• Exercise: From the listing below, copy each line that holds "FileNotFound".

• Input data:

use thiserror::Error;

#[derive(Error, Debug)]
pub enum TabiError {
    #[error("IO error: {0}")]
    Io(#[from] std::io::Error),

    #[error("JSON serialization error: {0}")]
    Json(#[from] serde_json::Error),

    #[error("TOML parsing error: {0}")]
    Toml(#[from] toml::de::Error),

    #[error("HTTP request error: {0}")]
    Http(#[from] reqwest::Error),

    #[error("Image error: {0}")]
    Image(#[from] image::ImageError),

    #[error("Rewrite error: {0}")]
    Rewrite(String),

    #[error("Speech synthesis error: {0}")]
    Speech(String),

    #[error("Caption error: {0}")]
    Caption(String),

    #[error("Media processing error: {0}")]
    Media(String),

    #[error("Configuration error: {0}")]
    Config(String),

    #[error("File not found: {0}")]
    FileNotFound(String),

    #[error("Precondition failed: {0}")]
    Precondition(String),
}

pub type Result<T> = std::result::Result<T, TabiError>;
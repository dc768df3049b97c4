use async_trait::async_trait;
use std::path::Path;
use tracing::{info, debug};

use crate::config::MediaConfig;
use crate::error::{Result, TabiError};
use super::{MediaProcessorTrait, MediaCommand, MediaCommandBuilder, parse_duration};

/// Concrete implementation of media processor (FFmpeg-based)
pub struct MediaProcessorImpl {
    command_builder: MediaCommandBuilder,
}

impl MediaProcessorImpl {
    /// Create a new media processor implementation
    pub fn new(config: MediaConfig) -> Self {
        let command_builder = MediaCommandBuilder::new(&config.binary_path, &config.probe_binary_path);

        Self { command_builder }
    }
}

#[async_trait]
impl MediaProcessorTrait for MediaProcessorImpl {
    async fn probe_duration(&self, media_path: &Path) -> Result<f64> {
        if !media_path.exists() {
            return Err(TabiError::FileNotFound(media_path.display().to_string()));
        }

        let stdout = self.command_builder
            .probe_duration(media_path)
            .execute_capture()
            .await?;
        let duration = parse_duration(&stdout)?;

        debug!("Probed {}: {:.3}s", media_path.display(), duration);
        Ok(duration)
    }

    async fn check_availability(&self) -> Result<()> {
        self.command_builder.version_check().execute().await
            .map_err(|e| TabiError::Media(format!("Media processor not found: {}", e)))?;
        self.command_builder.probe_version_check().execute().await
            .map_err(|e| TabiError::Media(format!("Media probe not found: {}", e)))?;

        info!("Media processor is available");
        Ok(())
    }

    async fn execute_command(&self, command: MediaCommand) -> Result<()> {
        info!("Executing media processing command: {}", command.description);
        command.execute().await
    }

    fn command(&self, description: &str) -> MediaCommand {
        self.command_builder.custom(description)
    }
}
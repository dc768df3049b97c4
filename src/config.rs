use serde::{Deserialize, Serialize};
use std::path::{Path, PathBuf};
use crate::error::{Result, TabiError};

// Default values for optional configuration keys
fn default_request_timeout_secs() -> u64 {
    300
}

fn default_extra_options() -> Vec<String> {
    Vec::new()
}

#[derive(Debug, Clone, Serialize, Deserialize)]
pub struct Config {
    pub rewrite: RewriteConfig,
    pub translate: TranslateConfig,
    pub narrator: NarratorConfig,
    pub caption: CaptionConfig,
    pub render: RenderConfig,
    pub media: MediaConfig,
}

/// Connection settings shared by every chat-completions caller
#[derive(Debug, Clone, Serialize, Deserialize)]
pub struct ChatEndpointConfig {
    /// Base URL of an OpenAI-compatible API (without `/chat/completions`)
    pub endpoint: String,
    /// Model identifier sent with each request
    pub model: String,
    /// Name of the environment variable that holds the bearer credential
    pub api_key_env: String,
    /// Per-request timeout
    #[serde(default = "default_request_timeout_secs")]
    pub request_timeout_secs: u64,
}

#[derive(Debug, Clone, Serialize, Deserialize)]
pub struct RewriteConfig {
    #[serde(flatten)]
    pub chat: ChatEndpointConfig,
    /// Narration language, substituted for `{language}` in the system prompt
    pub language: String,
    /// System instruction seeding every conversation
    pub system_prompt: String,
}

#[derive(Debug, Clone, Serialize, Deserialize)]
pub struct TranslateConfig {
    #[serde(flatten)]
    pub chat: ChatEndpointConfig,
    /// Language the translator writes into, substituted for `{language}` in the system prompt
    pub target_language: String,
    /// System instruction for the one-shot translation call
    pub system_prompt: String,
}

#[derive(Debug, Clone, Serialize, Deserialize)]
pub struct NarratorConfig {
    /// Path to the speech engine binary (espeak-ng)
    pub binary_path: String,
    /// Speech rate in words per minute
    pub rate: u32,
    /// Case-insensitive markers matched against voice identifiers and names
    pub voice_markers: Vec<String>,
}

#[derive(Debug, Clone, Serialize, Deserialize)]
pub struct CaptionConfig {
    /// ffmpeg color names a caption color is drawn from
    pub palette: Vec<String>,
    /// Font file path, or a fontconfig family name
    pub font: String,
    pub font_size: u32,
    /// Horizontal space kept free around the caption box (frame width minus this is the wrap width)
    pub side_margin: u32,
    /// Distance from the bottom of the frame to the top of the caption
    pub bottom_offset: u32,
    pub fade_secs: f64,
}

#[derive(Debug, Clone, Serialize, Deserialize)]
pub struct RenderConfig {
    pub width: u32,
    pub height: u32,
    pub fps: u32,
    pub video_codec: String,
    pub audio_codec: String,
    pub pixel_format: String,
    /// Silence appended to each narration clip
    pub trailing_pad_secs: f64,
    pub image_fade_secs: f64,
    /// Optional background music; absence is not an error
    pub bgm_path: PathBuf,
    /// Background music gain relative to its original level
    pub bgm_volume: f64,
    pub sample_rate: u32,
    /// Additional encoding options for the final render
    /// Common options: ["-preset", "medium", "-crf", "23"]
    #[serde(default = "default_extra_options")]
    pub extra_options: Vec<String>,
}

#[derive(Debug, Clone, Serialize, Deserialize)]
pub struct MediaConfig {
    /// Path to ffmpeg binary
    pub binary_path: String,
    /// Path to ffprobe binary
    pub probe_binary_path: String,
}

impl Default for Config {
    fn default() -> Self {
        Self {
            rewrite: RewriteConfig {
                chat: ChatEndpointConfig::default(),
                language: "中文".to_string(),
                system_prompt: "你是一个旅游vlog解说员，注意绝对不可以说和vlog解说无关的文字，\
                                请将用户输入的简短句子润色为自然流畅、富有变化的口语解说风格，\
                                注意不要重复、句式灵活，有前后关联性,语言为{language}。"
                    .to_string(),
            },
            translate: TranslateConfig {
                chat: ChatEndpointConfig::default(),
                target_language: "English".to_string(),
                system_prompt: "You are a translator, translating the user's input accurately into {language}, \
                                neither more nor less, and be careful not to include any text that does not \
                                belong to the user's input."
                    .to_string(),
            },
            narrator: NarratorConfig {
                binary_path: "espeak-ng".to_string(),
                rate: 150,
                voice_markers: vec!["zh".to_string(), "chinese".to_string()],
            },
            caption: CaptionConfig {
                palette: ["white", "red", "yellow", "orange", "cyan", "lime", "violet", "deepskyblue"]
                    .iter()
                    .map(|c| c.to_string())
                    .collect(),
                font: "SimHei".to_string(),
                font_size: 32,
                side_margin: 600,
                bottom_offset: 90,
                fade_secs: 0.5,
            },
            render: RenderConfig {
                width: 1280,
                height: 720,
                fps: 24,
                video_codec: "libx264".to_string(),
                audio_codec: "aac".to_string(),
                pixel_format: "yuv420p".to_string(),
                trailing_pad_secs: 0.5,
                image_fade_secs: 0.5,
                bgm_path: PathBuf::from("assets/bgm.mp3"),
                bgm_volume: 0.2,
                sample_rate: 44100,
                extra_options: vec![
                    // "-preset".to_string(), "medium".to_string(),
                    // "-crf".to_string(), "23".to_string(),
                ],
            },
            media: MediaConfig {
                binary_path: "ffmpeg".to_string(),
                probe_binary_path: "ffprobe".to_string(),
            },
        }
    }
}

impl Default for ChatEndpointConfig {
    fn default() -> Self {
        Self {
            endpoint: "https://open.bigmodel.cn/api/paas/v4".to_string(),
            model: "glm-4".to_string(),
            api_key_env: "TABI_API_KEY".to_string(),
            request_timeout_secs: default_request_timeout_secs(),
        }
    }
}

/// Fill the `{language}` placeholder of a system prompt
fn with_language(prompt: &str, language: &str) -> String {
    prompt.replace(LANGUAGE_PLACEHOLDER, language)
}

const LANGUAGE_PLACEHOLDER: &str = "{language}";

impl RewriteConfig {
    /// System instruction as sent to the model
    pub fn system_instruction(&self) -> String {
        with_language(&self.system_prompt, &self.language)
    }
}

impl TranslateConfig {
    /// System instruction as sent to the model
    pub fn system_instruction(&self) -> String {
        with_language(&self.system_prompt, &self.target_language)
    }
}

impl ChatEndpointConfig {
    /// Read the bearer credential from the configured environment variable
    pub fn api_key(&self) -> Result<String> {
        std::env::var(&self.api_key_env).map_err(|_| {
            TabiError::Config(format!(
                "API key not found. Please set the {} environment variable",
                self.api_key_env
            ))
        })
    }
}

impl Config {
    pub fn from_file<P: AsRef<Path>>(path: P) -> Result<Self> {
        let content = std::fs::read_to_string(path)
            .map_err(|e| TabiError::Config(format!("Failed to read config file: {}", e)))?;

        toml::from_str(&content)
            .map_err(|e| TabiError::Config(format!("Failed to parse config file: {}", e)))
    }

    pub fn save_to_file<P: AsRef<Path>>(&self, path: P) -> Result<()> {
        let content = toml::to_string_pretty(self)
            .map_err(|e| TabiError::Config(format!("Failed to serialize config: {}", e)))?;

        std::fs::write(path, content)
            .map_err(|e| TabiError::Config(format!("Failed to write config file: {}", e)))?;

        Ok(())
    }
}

• Result of this exercise:
    FileNotFound(String),
            return Err(TabiError::FileNotFound(media_path.display().to_string()));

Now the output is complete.